Return the listing in full, word for word.

=== Data ===

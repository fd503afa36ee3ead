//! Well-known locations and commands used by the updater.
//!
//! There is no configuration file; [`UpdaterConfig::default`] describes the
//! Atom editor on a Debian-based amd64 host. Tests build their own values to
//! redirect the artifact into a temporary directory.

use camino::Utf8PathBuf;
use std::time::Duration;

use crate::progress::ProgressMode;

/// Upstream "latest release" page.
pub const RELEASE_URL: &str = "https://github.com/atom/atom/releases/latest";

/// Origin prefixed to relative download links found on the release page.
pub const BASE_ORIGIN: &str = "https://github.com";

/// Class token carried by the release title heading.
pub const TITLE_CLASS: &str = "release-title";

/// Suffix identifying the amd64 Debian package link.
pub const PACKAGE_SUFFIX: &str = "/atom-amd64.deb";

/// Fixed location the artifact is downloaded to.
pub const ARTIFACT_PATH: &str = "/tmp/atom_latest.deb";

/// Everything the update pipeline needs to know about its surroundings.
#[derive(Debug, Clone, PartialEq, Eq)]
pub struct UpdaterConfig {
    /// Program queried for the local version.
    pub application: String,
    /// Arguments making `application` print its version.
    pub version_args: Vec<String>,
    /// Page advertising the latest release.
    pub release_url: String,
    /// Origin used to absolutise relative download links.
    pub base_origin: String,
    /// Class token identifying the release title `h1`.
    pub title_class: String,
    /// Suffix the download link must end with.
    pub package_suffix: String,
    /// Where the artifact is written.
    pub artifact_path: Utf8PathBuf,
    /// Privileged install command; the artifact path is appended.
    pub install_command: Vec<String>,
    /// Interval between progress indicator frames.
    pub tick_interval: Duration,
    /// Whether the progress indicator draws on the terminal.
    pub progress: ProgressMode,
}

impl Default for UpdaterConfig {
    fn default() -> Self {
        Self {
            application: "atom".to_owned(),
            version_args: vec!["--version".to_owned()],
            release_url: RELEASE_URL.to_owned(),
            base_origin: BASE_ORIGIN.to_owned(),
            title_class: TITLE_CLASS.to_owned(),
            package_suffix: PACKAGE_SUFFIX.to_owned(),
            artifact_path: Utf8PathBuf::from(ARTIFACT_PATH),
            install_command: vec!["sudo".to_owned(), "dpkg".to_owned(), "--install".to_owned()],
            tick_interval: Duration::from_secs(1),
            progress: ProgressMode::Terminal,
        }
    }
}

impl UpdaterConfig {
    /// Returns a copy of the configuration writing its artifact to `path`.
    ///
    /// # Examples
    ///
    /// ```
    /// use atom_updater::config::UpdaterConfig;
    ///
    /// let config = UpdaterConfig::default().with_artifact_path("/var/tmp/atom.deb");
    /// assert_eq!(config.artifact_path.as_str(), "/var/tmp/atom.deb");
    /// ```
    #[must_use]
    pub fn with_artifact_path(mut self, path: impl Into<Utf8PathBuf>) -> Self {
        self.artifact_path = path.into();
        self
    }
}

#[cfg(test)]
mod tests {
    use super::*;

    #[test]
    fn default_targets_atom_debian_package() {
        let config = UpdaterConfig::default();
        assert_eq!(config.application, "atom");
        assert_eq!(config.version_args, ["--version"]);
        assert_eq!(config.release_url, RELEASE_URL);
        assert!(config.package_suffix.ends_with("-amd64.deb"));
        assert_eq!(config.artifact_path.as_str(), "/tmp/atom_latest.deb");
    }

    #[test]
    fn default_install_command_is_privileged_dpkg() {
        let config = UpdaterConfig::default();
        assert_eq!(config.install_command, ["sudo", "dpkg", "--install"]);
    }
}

===

Task result:
repository fd503afa36ee3ead
//! Well-known locations and commands used by the updater.
//!
//! There is no configuration file; [`UpdaterConfig::default`] describes the
//! Atom editor on a Debian-based amd64 host. Tests build their own values to
//! redirect the artifact into a temporary directory.

use camino::Utf8PathBuf;
use std::time::Duration;

use crate::progress::ProgressMode;

/// Upstream "latest release" page.
pub const RELEASE_URL: &str = "https://github.com/atom/atom/releases/latest";

/// Origin prefixed to relative download links found on the release page.
pub const BASE_ORIGIN: &str = "https://github.com";

/// Class token carried by the release title heading.
pub const TITLE_CLASS: &str = "release-title";

/// Suffix identifying the amd64 Debian package link.
pub const PACKAGE_SUFFIX: &str = "/atom-amd64.deb";

/// Fixed location the artifact is downloaded to.
pub const ARTIFACT_PATH: &str = "/tmp/atom_latest.deb";

/// Everything the update pipeline needs to know about its surroundings.
#[derive(Debug, Clone, PartialEq, Eq)]
pub struct UpdaterConfig {
    /// Program queried for the local version.
    pub application: String,
    /// Arguments making `application` print its version.
    pub version_args: Vec<String>,
    /// Page advertising the latest release.
    pub release_url: String,
    /// Origin used to absolutise relative download links.
    pub base_origin: String,
    /// Class token identifying the release title `h1`.
    pub title_class: String,
    /// Suffix the download link must end with.
    pub package_suffix: String,
    /// Where the artifact is written.
    pub artifact_path: Utf8PathBuf,
    /// Privileged install command; the artifact path is appended.
    pub install_command: Vec<String>,
    /// Interval between progress indicator frames.
    pub tick_interval: Duration,
    /// Whether the progress indicator draws on the terminal.
    pub progress: ProgressMode,
}

impl Default for UpdaterConfig {
    fn default() -> Self {
        Self {
            application: "atom".to_owned(),
            version_args: vec!["--version".to_owned()],
            release_url: RELEASE_URL.to_owned(),
            base_origin: BASE_ORIGIN.to_owned(),
            title_class: TITLE_CLASS.to_owned(),
            package_suffix: PACKAGE_SUFFIX.to_owned(),
            artifact_path: Utf8PathBuf::from(ARTIFACT_PATH),
            install_command: vec!["sudo".to_owned(), "dpkg".to_owned(), "--install".to_owned()],
            tick_interval: Duration::from_secs(1),
            progress: ProgressMode::Terminal,
        }
    }
}

impl UpdaterConfig {
    /// Returns a copy of the configuration writing its artifact to `path`.
    ///
    /// # Examples
    ///
    /// ```
    /// use atom_updater::config::UpdaterConfig;
    ///
    /// let config = UpdaterConfig::default().with_artifact_path("/var/tmp/atom.deb");
    /// assert_eq!(config.artifact_path.as_str(), "/var/tmp/atom.deb");
    /// ```
    #[must_use]
    pub fn with_artifact_path(mut self, path: impl Into<Utf8PathBuf>) -> Self {
        self.artifact_path = path.into();
        self
    }
}

#[cfg(test)]
mod tests {
    use super::*;

    #[test]
    fn default_targets_atom_debian_package() {
        let config = UpdaterConfig::default();
        assert_eq!(config.application, "atom");
        assert_eq!(config.version_args, ["--version"]);
        assert_eq!(config.release_url, RELEASE_URL);
        assert!(config.package_suffix.ends_with("-amd64.deb"));
        assert_eq!(config.artifact_path.as_str(), "/tmp/atom_latest.deb");
    }

    #[test]
    fn default_install_command_is_privileged_dpkg() {
        let config = UpdaterConfig::default();
        assert_eq!(config.install_command, ["sudo", "dpkg", "--install"]);
    }
}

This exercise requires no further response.